BEGIN Data provided

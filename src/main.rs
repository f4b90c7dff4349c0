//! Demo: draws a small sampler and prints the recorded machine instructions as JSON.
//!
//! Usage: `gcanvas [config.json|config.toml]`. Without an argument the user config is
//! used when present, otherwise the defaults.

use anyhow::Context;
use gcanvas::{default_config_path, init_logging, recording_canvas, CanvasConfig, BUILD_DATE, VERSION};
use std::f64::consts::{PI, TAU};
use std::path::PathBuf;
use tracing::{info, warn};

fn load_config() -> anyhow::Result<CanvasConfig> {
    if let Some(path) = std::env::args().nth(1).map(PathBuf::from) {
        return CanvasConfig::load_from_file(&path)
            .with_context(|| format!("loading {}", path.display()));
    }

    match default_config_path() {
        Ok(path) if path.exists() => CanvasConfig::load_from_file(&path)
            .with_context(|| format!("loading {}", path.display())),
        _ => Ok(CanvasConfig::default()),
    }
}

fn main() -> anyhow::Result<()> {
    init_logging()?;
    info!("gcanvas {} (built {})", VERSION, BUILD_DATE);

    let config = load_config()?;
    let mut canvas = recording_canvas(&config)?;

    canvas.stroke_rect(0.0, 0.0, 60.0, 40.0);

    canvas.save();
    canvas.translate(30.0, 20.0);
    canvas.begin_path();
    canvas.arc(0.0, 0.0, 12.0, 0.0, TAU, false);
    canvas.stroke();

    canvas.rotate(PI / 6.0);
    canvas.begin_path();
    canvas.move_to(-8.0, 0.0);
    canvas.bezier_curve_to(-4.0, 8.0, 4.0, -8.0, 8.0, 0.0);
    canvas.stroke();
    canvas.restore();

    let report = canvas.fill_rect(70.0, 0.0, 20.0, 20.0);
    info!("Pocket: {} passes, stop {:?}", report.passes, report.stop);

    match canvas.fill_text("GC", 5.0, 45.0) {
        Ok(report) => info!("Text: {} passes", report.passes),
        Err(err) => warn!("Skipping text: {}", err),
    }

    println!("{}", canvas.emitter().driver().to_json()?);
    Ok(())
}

END Data provided

> **Try it**:
Print all of the lines above so that each one matches its original exactly.

> **Reply to the exercise**:
filename src/main.rs
repository f4b90c7dff4349c0
//! Demo: draws a small sampler and prints the recorded machine instructions as JSON.
//!
//! Usage: `gcanvas [config.json|config.toml]`. Without an argument the user config is
//! used when present, otherwise the defaults.

use anyhow::Context;
use gcanvas::{default_config_path, init_logging, recording_canvas, CanvasConfig, BUILD_DATE, VERSION};
use std::f64::consts::{PI, TAU};
use std::path::PathBuf;
use tracing::{info, warn};

fn load_config() -> anyhow::Result<CanvasConfig> {
    if let Some(path) = std::env::args().nth(1).map(PathBuf::from) {
        return CanvasConfig::load_from_file(&path)
            .with_context(|| format!("loading {}", path.display()));
    }

    match default_config_path() {
        Ok(path) if path.exists() => CanvasConfig::load_from_file(&path)
            .with_context(|| format!("loading {}", path.display())),
        _ => Ok(CanvasConfig::default()),
    }
}

fn main() -> anyhow::Result<()> {
    init_logging()?;
    info!("gcanvas {} (built {})", VERSION, BUILD_DATE);

    let config = load_config()?;
    let mut canvas = recording_canvas(&config)?;

    canvas.stroke_rect(0.0, 0.0, 60.0, 40.0);

    canvas.save();
    canvas.translate(30.0, 20.0);
    canvas.begin_path();
    canvas.arc(0.0, 0.0, 12.0, 0.0, TAU, false);
    canvas.stroke();

    canvas.rotate(PI / 6.0);
    canvas.begin_path();
    canvas.move_to(-8.0, 0.0);
    canvas.bezier_curve_to(-4.0, 8.0, 4.0, -8.0, 8.0, 0.0);
    canvas.stroke();
    canvas.restore();

    let report = canvas.fill_rect(70.0, 0.0, 20.0, 20.0);
    info!("Pocket: {} passes, stop {:?}", report.passes, report.stop);

    match canvas.fill_text("GC", 5.0, 45.0) {
        Ok(report) => info!("Text: {} passes", report.passes),
        Err(err) => warn!("Skipping text: {}", err),
    }

    println!("{}", canvas.emitter().driver().to_json()?);
    Ok(())
}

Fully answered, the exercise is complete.